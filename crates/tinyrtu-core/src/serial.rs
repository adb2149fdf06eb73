//! Serial port adapter
//!
//! Runs the engine on a host serial port. RTS drives the RS-485 direction
//! line; three worker threads stand in for the receive interrupt, the
//! transmit-complete interrupt and the silence timer.

use serialport::{SerialPort, SerialPortInfo, SerialPortType};
use std::io::{ErrorKind, Read, Write};
use std::sync::atomic::{AtomicBool, Ordering};
use std::sync::mpsc::{self, Receiver, RecvTimeoutError, Sender};
use std::sync::Arc;
use std::thread::{self, JoinHandle};
use std::time::{Duration, Instant};
use tracing::{debug, info, warn};

use crate::config::LineConfig;
use crate::error::SlaveError;
use crate::events::SlaveEvents;
use crate::timing::LineTiming;
use crate::transmit::{LineDirection, SerialLine};

/// Read timeout used by the receiver thread between stop checks
const READ_TIMEOUT: Duration = Duration::from_millis(10);

/// Information about an available serial port
#[derive(Debug, Clone)]
pub struct PortInfo {
    /// Port name (e.g., "/dev/ttyUSB0" or "COM3")
    pub name: String,

    /// USB vendor ID (if USB device)
    pub vid: Option<u16>,

    /// USB product ID (if USB device)
    pub pid: Option<u16>,

    /// Product name (if available)
    pub product: Option<String>,
}

impl From<SerialPortInfo> for PortInfo {
    fn from(info: SerialPortInfo) -> Self {
        let (vid, pid, product) = match info.port_type {
            SerialPortType::UsbPort(usb_info) => {
                (Some(usb_info.vid), Some(usb_info.pid), usb_info.product)
            }
            _ => (None, None, None),
        };

        Self {
            name: info.port_name,
            vid,
            pid,
            product,
        }
    }
}

/// List available serial ports, sorted by name
pub fn list_ports() -> Vec<PortInfo> {
    let mut ports: Vec<PortInfo> = serialport::available_ports()
        .unwrap_or_default()
        .into_iter()
        .map(PortInfo::from)
        .collect();
    ports.sort_by(|a, b| a.name.cmp(&b.name));
    ports
}

/// Open a serial port for RTU traffic (8N1, no flow control)
pub fn open_port(config: &LineConfig) -> Result<Box<dyn SerialPort>, SlaveError> {
    if config.port_name.is_empty() {
        return Err(SlaveError::InvalidConfig("no serial port configured".into()));
    }

    let mut port = serialport::new(&config.port_name, config.baud_rate)
        .data_bits(serialport::DataBits::Eight)
        .parity(serialport::Parity::None)
        .stop_bits(serialport::StopBits::One)
        .flow_control(serialport::FlowControl::None)
        .timeout(READ_TIMEOUT)
        .open()?;

    // Start with the driver off so the bus is free for the master
    port.write_request_to_send(false)?;
    port.clear(serialport::ClearBuffer::All)?;
    Ok(port)
}

/// Commands queued from the engine to the writer thread
#[derive(Debug, Clone, Copy)]
enum LineCommand {
    Direction(LineDirection),
    Byte(u8),
}

/// Engine-side line that forwards to the writer thread
struct PortLine {
    commands: Sender<LineCommand>,
}

impl SerialLine for PortLine {
    fn set_direction(&mut self, direction: LineDirection) -> Result<(), SlaveError> {
        self.commands
            .send(LineCommand::Direction(direction))
            .map_err(|_| SlaveError::LineError("serial writer stopped".into()))
    }

    fn put_byte(&mut self, byte: u8) -> Result<(), SlaveError> {
        self.commands
            .send(LineCommand::Byte(byte))
            .map_err(|_| SlaveError::LineError("serial writer stopped".into()))
    }
}

/// Serial port plus the worker threads that drive an engine
pub struct SerialBus {
    port: Box<dyn SerialPort>,
    timing: LineTiming,
    commands: Sender<LineCommand>,
    pending: Option<Receiver<LineCommand>>,
    stop: Arc<AtomicBool>,
    workers: Vec<JoinHandle<()>>,
}

impl SerialBus {
    /// Open the configured port
    pub fn open(config: &LineConfig, timing: LineTiming) -> Result<Self, SlaveError> {
        let port = open_port(config)?;
        info!(
            "Opened {} at {} baud (silence {:?})",
            config.port_name,
            config.baud_rate,
            timing.silence()
        );
        let (commands, pending) = mpsc::channel();
        Ok(Self {
            port,
            timing,
            commands,
            pending: Some(pending),
            stop: Arc::new(AtomicBool::new(false)),
            workers: Vec::new(),
        })
    }

    /// Line to hand to the engine
    pub fn line(&self) -> Box<dyn SerialLine> {
        Box::new(PortLine {
            commands: self.commands.clone(),
        })
    }

    /// Start the receiver, writer and ticker threads feeding `events`
    pub fn start(&mut self, events: SlaveEvents) -> Result<(), SlaveError> {
        let Some(commands) = self.pending.take() else {
            return Err(SlaveError::LineError("serial bus already started".into()));
        };

        let reader = self.port.try_clone()?;
        let writer = self.port.try_clone()?;

        let stop = self.stop.clone();
        let rx_events = events.clone();
        self.workers.push(
            thread::Builder::new()
                .name("rtu-rx".into())
                .spawn(move || receive_loop(reader, rx_events, stop))?,
        );

        let stop = self.stop.clone();
        let tx_events = events.clone();
        self.workers.push(
            thread::Builder::new()
                .name("rtu-tx".into())
                .spawn(move || transmit_loop(writer, commands, tx_events, stop))?,
        );

        let stop = self.stop.clone();
        let tick = self.timing.tick();
        self.workers.push(
            thread::Builder::new()
                .name("rtu-tick".into())
                .spawn(move || tick_loop(tick, events, stop))?,
        );

        debug!("Serial bus workers started");
        Ok(())
    }

    /// Stop the worker threads and wait for them to exit
    pub fn shutdown(&mut self) {
        self.stop.store(true, Ordering::SeqCst);
        for worker in self.workers.drain(..) {
            if worker.join().is_err() {
                warn!("Serial bus worker panicked");
            }
        }
    }
}

impl Drop for SerialBus {
    fn drop(&mut self) {
        self.shutdown();
    }
}

fn receive_loop(mut port: Box<dyn SerialPort>, events: SlaveEvents, stop: Arc<AtomicBool>) {
    let mut buffer = [0u8; 64];
    while !stop.load(Ordering::Relaxed) {
        match port.read(&mut buffer) {
            Ok(0) => {}
            Ok(n) => events.bytes_received(&buffer[..n]),
            Err(ref e) if e.kind() == ErrorKind::TimedOut => {}
            Err(e) => {
                warn!("Serial read failed: {}", e);
                thread::sleep(READ_TIMEOUT);
            }
        }
    }
}

fn transmit_loop(
    mut port: Box<dyn SerialPort>,
    commands: Receiver<LineCommand>,
    events: SlaveEvents,
    stop: Arc<AtomicBool>,
) {
    while !stop.load(Ordering::Relaxed) {
        let command = match commands.recv_timeout(READ_TIMEOUT) {
            Ok(command) => command,
            Err(RecvTimeoutError::Timeout) => continue,
            Err(RecvTimeoutError::Disconnected) => break,
        };

        match command {
            LineCommand::Direction(direction) => {
                let level = direction == LineDirection::Transmit;
                if let Err(e) = port.write_request_to_send(level) {
                    warn!("Failed to drive RTS: {}", e);
                }
            }
            LineCommand::Byte(byte) => {
                // Completion is reported even on failure so the transmitter
                // does not wait out its deadline on a dead port.
                if let Err(e) = port.write_all(&[byte]).and_then(|_| port.flush()) {
                    warn!("Serial write failed: {}", e);
                }
                events.byte_sent();
            }
        }
    }
}

fn tick_loop(tick: Duration, events: SlaveEvents, stop: Arc<AtomicBool>) {
    let mut next = Instant::now() + tick;
    while !stop.load(Ordering::Relaxed) {
        let now = Instant::now();
        if now < next {
            thread::sleep(next - now);
        }
        events.tick();
        next += tick;
        // Do not replay a backlog of ticks after a long stall
        let now = Instant::now();
        if next + tick < now {
            next = now + tick;
        }
    }
}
· · · ·
### WHAT THIS TASK INVOLVES:
Starting at the first line of the material above, reproduce each line exactly up to and including the line with "use std::sync::Arc;".

### RESPONSE:
filename crates/tinyrtu-core/src/serial.rs
repository adb2149fdf06eb73
//! Serial port adapter
//!
//! Runs the engine on a host serial port. RTS drives the RS-485 direction
//! line; three worker threads stand in for the receive interrupt, the
//! transmit-complete interrupt and the silence timer.

use serialport::{SerialPort, SerialPortInfo, SerialPortType};
use std::io::{ErrorKind, Read, Write};
use std::sync::atomic::{AtomicBool, Ordering};
use std::sync::mpsc::{self, Receiver, RecvTimeoutError, Sender};
use std::sync::Arc;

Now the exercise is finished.